*Goal of the exercise:* The reply has to contain each record exactly as written.

Segment Open

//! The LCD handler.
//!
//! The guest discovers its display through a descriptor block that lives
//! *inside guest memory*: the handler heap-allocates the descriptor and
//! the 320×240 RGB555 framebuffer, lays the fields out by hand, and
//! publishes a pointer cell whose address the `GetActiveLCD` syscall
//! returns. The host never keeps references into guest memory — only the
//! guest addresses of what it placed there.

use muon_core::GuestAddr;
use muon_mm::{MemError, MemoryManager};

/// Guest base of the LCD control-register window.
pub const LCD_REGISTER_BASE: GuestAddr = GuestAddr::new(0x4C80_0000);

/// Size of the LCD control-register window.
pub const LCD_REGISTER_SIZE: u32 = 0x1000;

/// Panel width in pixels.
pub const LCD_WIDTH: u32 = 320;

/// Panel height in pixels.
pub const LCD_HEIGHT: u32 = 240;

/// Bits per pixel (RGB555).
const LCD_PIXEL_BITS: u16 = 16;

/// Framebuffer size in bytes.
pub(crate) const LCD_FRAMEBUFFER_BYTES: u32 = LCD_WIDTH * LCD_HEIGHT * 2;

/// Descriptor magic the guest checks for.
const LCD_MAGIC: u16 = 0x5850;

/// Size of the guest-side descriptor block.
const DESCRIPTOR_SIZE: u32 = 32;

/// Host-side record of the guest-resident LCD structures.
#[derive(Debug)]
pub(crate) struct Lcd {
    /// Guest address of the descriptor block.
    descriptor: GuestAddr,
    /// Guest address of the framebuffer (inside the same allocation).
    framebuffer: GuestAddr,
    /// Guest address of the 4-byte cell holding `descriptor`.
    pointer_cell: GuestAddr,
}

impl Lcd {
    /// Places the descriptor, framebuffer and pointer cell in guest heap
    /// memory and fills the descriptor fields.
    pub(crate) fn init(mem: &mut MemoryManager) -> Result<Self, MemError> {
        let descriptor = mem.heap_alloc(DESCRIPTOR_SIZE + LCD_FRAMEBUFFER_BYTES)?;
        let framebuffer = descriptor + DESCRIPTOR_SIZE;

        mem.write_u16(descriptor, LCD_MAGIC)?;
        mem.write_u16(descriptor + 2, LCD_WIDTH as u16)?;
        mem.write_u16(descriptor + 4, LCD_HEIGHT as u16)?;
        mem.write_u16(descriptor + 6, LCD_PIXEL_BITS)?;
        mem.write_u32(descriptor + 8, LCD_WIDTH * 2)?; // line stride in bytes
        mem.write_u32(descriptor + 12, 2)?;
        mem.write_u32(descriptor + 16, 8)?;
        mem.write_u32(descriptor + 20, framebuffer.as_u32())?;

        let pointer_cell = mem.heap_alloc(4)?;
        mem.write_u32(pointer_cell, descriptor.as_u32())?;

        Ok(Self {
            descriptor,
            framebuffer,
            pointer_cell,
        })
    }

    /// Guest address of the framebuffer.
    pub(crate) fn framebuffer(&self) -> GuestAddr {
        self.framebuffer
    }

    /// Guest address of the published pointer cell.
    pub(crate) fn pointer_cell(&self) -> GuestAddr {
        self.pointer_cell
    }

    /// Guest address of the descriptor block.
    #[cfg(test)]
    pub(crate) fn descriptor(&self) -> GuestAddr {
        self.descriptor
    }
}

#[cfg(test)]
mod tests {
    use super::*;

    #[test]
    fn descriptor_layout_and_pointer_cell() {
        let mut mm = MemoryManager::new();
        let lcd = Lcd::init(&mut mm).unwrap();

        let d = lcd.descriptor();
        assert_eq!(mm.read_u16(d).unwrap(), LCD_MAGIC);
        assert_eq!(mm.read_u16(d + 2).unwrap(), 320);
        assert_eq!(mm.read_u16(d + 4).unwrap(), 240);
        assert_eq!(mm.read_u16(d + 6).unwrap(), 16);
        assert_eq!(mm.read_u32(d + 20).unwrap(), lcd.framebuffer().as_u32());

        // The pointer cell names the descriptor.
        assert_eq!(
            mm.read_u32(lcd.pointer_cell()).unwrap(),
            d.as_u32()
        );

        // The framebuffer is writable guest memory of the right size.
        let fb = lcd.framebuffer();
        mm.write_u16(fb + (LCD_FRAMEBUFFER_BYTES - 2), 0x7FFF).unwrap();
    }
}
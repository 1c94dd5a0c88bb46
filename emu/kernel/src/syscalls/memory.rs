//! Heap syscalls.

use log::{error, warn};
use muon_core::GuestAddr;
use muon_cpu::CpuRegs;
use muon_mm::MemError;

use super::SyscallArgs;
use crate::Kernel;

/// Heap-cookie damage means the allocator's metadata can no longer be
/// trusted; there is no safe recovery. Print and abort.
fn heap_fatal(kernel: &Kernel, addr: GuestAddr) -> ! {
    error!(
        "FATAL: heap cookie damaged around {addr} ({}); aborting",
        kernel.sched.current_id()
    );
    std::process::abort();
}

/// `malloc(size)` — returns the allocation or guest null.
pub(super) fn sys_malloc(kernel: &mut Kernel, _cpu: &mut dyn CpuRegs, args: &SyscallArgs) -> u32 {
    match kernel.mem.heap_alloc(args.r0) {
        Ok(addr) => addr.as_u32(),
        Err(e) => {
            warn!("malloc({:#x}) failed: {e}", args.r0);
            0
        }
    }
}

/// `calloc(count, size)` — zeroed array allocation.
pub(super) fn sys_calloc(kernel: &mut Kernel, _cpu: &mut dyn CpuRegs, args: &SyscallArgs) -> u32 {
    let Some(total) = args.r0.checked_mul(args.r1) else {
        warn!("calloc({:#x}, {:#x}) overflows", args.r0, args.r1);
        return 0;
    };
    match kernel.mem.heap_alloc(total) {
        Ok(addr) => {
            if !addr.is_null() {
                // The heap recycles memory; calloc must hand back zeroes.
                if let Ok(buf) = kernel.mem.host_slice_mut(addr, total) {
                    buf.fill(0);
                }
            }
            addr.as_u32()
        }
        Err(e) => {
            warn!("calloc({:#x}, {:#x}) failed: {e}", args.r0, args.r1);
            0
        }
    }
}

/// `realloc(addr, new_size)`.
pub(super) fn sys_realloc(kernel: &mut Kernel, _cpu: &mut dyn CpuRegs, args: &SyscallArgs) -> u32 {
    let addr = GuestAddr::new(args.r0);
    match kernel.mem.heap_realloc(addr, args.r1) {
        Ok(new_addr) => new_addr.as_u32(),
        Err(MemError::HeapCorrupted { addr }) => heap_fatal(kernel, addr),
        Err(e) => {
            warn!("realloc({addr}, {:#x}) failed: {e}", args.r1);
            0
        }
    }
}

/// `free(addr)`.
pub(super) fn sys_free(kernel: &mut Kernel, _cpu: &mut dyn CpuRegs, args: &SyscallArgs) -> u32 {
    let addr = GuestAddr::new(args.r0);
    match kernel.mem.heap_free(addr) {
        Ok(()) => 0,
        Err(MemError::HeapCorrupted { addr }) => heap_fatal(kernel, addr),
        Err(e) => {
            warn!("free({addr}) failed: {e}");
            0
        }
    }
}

Segment Closed

*Output of the task:*
//! The LCD handler.
//!
//! The guest discovers its display through a descriptor block that lives
//! *inside guest memory*: the handler heap-allocates the descriptor and
//! the 320×240 RGB555 framebuffer, lays the fields out by hand, and
//! publishes a pointer cell whose address the `GetActiveLCD` syscall
//! returns. The host never keeps references into guest memory — only the
//! guest addresses of what it placed there.

use muon_core::GuestAddr;
use muon_mm::{MemError, MemoryManager};

/// Guest base of the LCD control-register window.
pub const LCD_REGISTER_BASE: GuestAddr = GuestAddr::new(0x4C80_0000);

/// Size of the LCD control-register window.
pub const LCD_REGISTER_SIZE: u32 = 0x1000;

/// Panel width in pixels.
pub const LCD_WIDTH: u32 = 320;

/// Panel height in pixels.
pub const LCD_HEIGHT: u32 = 240;

/// Bits per pixel (RGB555).
const LCD_PIXEL_BITS: u16 = 16;

/// Framebuffer size in bytes.
pub(crate) const LCD_FRAMEBUFFER_BYTES: u32 = LCD_WIDTH * LCD_HEIGHT * 2;

/// Descriptor magic the guest checks for.
const LCD_MAGIC: u16 = 0x5850;

/// Size of the guest-side descriptor block.
const DESCRIPTOR_SIZE: u32 = 32;

/// Host-side record of the guest-resident LCD structures.
#[derive(Debug)]
pub(crate) struct Lcd {
    /// Guest address of the descriptor block.
    descriptor: GuestAddr,
    /// Guest address of the framebuffer (inside the same allocation).
    framebuffer: GuestAddr,
    /// Guest address of the 4-byte cell holding `descriptor`.
    pointer_cell: GuestAddr,
}

impl Lcd {
    /// Places the descriptor, framebuffer and pointer cell in guest heap
    /// memory and fills the descriptor fields.
    pub(crate) fn init(mem: &mut MemoryManager) -> Result<Self, MemError> {
        let descriptor = mem.heap_alloc(DESCRIPTOR_SIZE + LCD_FRAMEBUFFER_BYTES)?;
        let framebuffer = descriptor + DESCRIPTOR_SIZE;

        mem.write_u16(descriptor, LCD_MAGIC)?;
        mem.write_u16(descriptor + 2, LCD_WIDTH as u16)?;
        mem.write_u16(descriptor + 4, LCD_HEIGHT as u16)?;
        mem.write_u16(descriptor + 6, LCD_PIXEL_BITS)?;
        mem.write_u32(descriptor + 8, LCD_WIDTH * 2)?; // line stride in bytes
        mem.write_u32(descriptor + 12, 2)?;
        mem.write_u32(descriptor + 16, 8)?;
        mem.write_u32(descriptor + 20, framebuffer.as_u32())?;

        let pointer_cell = mem.heap_alloc(4)?;
        mem.write_u32(pointer_cell, descriptor.as_u32())?;

        Ok(Self {
            descriptor,
            framebuffer,
            pointer_cell,
        })
    }

    /// Guest address of the framebuffer.
    pub(crate) fn framebuffer(&self) -> GuestAddr {
        self.framebuffer
    }

    /// Guest address of the published pointer cell.
    pub(crate) fn pointer_cell(&self) -> GuestAddr {
        self.pointer_cell
    }

    /// Guest address of the descriptor block.
    #[cfg(test)]
    pub(crate) fn descriptor(&self) -> GuestAddr {
        self.descriptor
    }
}

#[cfg(test)]
mod tests {
    use super::*;

    #[test]
    fn descriptor_layout_and_pointer_cell() {
        let mut mm = MemoryManager::new();
        let lcd = Lcd::init(&mut mm).unwrap();

        let d = lcd.descriptor();
        assert_eq!(mm.read_u16(d).unwrap(), LCD_MAGIC);
        assert_eq!(mm.read_u16(d + 2).unwrap(), 320);
        assert_eq!(mm.read_u16(d + 4).unwrap(), 240);
        assert_eq!(mm.read_u16(d + 6).unwrap(), 16);
        assert_eq!(mm.read_u32(d + 20).unwrap(), lcd.framebuffer().as_u32());

        // The pointer cell names the descriptor.
        assert_eq!(
            mm.read_u32(lcd.pointer_cell()).unwrap(),
            d.as_u32()
        );

        // The framebuffer is writable guest memory of the right size.
        let fb = lcd.framebuffer();
        mm.write_u16(fb + (LCD_FRAMEBUFFER_BYTES - 2), 0x7FFF).unwrap();
    }
}
repository 1c94dd5a0c88bb46
filename emu/kernel/src/syscalls/memory.rs
//! Heap syscalls.

use log::{error, warn};
use muon_core::GuestAddr;
use muon_cpu::CpuRegs;
use muon_mm::MemError;

use super::SyscallArgs;
use crate::Kernel;

/// Heap-cookie damage means the allocator's metadata can no longer be
/// trusted; there is no safe recovery. Print and abort.
fn heap_fatal(kernel: &Kernel, addr: GuestAddr) -> ! {
    error!(
        "FATAL: heap cookie damaged around {addr} ({}); aborting",
        kernel.sched.current_id()
    );
    std::process::abort();
}

/// `malloc(size)` — returns the allocation or guest null.
pub(super) fn sys_malloc(kernel: &mut Kernel, _cpu: &mut dyn CpuRegs, args: &SyscallArgs) -> u32 {
    match kernel.mem.heap_alloc(args.r0) {
        Ok(addr) => addr.as_u32(),
        Err(e) => {
            warn!("malloc({:#x}) failed: {e}", args.r0);
            0
        }
    }
}

/// `calloc(count, size)` — zeroed array allocation.
pub(super) fn sys_calloc(kernel: &mut Kernel, _cpu: &mut dyn CpuRegs, args: &SyscallArgs) -> u32 {
    let Some(total) = args.r0.checked_mul(args.r1) else {
        warn!("calloc({:#x}, {:#x}) overflows", args.r0, args.r1);
        return 0;
    };
    match kernel.mem.heap_alloc(total) {
        Ok(addr) => {
            if !addr.is_null() {
                // The heap recycles memory; calloc must hand back zeroes.
                if let Ok(buf) = kernel.mem.host_slice_mut(addr, total) {
                    buf.fill(0);
                }
            }
            addr.as_u32()
        }
        Err(e) => {
            warn!("calloc({:#x}, {:#x}) failed: {e}", args.r0, args.r1);
            0
        }
    }
}

/// `realloc(addr, new_size)`.
pub(super) fn sys_realloc(kernel: &mut Kernel, _cpu: &mut dyn CpuRegs, args: &SyscallArgs) -> u32 {
    let addr = GuestAddr::new(args.r0);
    match kernel.mem.heap_realloc(addr, args.r1) {
        Ok(new_addr) => new_addr.as_u32(),
        Err(MemError::HeapCorrupted { addr }) => heap_fatal(kernel, addr),
        Err(e) => {
            warn!("realloc({addr}, {:#x}) failed: {e}", args.r1);
            0
        }
    }
}

/// `free(addr)`.
pub(super) fn sys_free(kernel: &mut Kernel, _cpu: &mut dyn CpuRegs, args: &SyscallArgs) -> u32 {
    let addr = GuestAddr::new(args.r0);
    match kernel.mem.heap_free(addr) {
        Ok(()) => 0,
        Err(MemError::HeapCorrupted { addr }) => heap_fatal(kernel, addr),
        Err(e) => {
            warn!("free({addr}) failed: {e}");
            0
        }
    }
}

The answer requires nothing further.